In a stock market data software, see about the overall valuation of the 22 existing indices of Hong Kong stocks, using PE-TTM (dynamic price-to-earnings ratio), PB (price-to-net ratio) and price-to-sales ratio (dynamic price-to-sales ratio) respectively.

The light green box in the table below represents the current valuation at an extremely low level, and the two numbers inside, one is the valuation and the other is the percentile where it has been historically – obviously, whether it is PE valuation, or PB valuation, or PS valuation, the stock market in Hong Kong right now, is considered to be at an extreme level, almost all in the green.

Even though Hong Kong stocks experienced a substantial rally in the afternoon, as of the close of trading, in addition to the six indices involving innovative medicine, biotechnology, and Internet technology, the remaining 16 stock indices have dividend yields, all of which are above 4% – with four indices having dividend yields close to or above 9%: the

The Hang Sang High Dividend Yield Index, with a dividend yield of 9.81%.

The Hang Sang Mainland China Enterprises High Dividend Yield Index, with a dividend yield of 8.7%.

Hang Sang Hong Kong Stock Connect High Dividend Low Volatility Index, with a dividend yield of 9.3%

Hang Sang Hong Kong Stock Exchange High Dividend Yield Index, dividend yield 8.99%.

Speaking of dividend yield, I remembered that last time I told you about the high dividend yield index funds in the article “Hong Kong stocks are outrageous”, the closing time, but it seem to have not hit a new low.

Someone said, now Hong Kong in order to maintain the linked exchange rate, foreign exchange reserves are rapidly decreasing, if not, the Hong Kong dollar may be decoupled from the U.S. dollar, pegged to the Yuan, Hong Kong stocks this much danger ah!

If the Hong Kong dollar is decoupled from the U.S. dollar, under normal circumstances, of course, is certainly not good for Hong Kong stocks, but the problem now is that if there is no this decoupling expectation, Hong Kong stocks and how can give you fall so low it?

In other words, this expectation has been completely Price in – in my personal opinion, not only Price in, but also over Price in.

Let us not discuss, in the case of Hong Kong’s foreign exchange reserves remain at an all-time high, whether the Hong Kong dollar will be decoupled from the U.S. dollar in the end, we may assume the worst: the Hong Kong dollar will be decoupled from the U.S. dollar.

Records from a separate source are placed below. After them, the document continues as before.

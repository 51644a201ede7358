//! Apply executor - issues plan operations in dependency-safe order
//!
//! Phases run strictly in sequence:
//!
//! 1. Containers: ordered creates, updates, then one batch of moves
//! 2. Tags: creates, updates
//! 3. Saved queries: one batch of creates/updates/deletes, then a bulk
//!    reorder when any create or order change happened
//! 4. Work items: creates, updates, moves
//! 5. Deletes: work items, tags, then containers deepest first
//!
//! The first failure aborts the run. Operations applied before it stay
//! applied; running reconciliation again converges.

use crate::context::ApplyContext;
use crate::deadline::Deadline;
use crate::desired::DesiredSpec;
use crate::error::{ApplyError, Error, Result};
use crate::order::{order_container_creates, order_container_deletes};
use crate::remote::{
    BatchCommand, BatchResponse, CreateContainer, CreateTag, CreateWorkItem, RemoteApi,
    RemoteResult, UpdateContainer, UpdateTag, UpdateWorkItem, new_token, run_batch,
};
use crate::snapshot::Snapshot;
use crate::types::{
    Action, ApplyResult, ContainerPayload, Kind, Operation, OperationResult, Payload, Plan,
    SavedQueryPayload, TagPayload, WorkItemPayload,
};
use serde_json::{Map, Value, json};
use std::collections::HashMap;

/// Display name of the synthesized saved query reorder
pub const REORDER_NAME: &str = "saved_queries";

/// Apply a plan against the remote service.
///
/// Returns every operation's outcome. On failure, the error carries the
/// outcomes recorded so far plus the failing operation's entry.
pub fn apply(
    desired: &DesiredSpec,
    snapshot: &Snapshot,
    plan: &Plan,
    ctx: &mut ApplyContext<'_>,
) -> std::result::Result<ApplyResult, ApplyError> {
    let mut executor = Executor::new(desired, snapshot, plan, ctx);
    match executor.run() {
        Ok(()) => Ok(executor.result),
        Err(source) => {
            log::warn!("apply aborted: {source}");
            Err(ApplyError {
                partial: Box::new(executor.result),
                source,
            })
        }
    }
}

/// Reject plans that cannot run before any remote call is made
fn validate_plan(plan: &Plan) -> Result<()> {
    for op in &plan.operations {
        let needs_payload = matches!(op.action, Action::Create | Action::Update | Action::Move);
        if needs_payload && op.payload.is_none() {
            return Err(Error::MissingPayload {
                kind: op.kind,
                action: op.action,
                name: op.name.clone(),
            });
        }
        if op.action != Action::Create && op.id.is_none() {
            return Err(Error::InvalidInput(format!(
                "{} {} operation for {:?} has no remote id",
                op.kind, op.action, op.name
            )));
        }
    }
    Ok(())
}

fn container_payload(op: &Operation) -> Result<&ContainerPayload> {
    match &op.payload {
        Some(Payload::Container(p)) => Ok(p),
        _ => Err(missing_payload(op)),
    }
}

fn tag_payload(op: &Operation) -> Result<&TagPayload> {
    match &op.payload {
        Some(Payload::Tag(p)) => Ok(p),
        _ => Err(missing_payload(op)),
    }
}

fn saved_query_payload(op: &Operation) -> Result<&SavedQueryPayload> {
    match &op.payload {
        Some(Payload::SavedQuery(p)) => Ok(p),
        _ => Err(missing_payload(op)),
    }
}

fn work_item_payload(op: &Operation) -> Result<&WorkItemPayload> {
    match &op.payload {
        Some(Payload::WorkItem(p)) => Ok(p),
        _ => Err(missing_payload(op)),
    }
}

fn missing_payload(op: &Operation) -> Error {
    Error::MissingPayload {
        kind: op.kind,
        action: op.action,
        name: op.name.clone(),
    }
}

fn op_id(op: &Operation) -> &str {
    op.id.as_deref().unwrap_or_default()
}

struct Executor<'r, 'c> {
    desired: &'r DesiredSpec,
    snapshot: &'r Snapshot,
    plan: &'r Plan,
    ctx: &'r mut ApplyContext<'c>,
    result: ApplyResult,
    /// Container name to id, extended as creates succeed
    container_ids: HashMap<String, String>,
    /// Saved query name to id, extended from batch temp id mappings
    saved_query_ids: HashMap<String, String>,
}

The Hong Kong dollar will just be decoupled from the US dollar and pegged to the RMB.

This is of course very unfavorable for foreign investors, as they may face the danger of being “shut down”, but for those of us who hold RMB and are in the country – we ourselves are the betting dogs of the RMB market. If the Hong Kong dollar is really linked to the Yuan, those stocks in Hong Kong, almost all have to do with the same shares and the same power, right?

If the Hong Kong dollar is really pegged to the RMB, don’t you think the prices of Hong Kong stocks will move closer to the A-shares?

So, with the current price difference between Hong Kong and A-shares, how much would Hong Kong stocks have to rise?

As long as you invest in the stock market, at any time, undervaluation is the way to go, everything else is for nothing!

If the valuation is so low as Hong Kong stocks, as a Chinese investor who knows all the similar companies in A-shares, you still say, I dare not buy, I dare not invest, then I really think, in addition to saving in the bank, in fact, you are not suitable for any investment.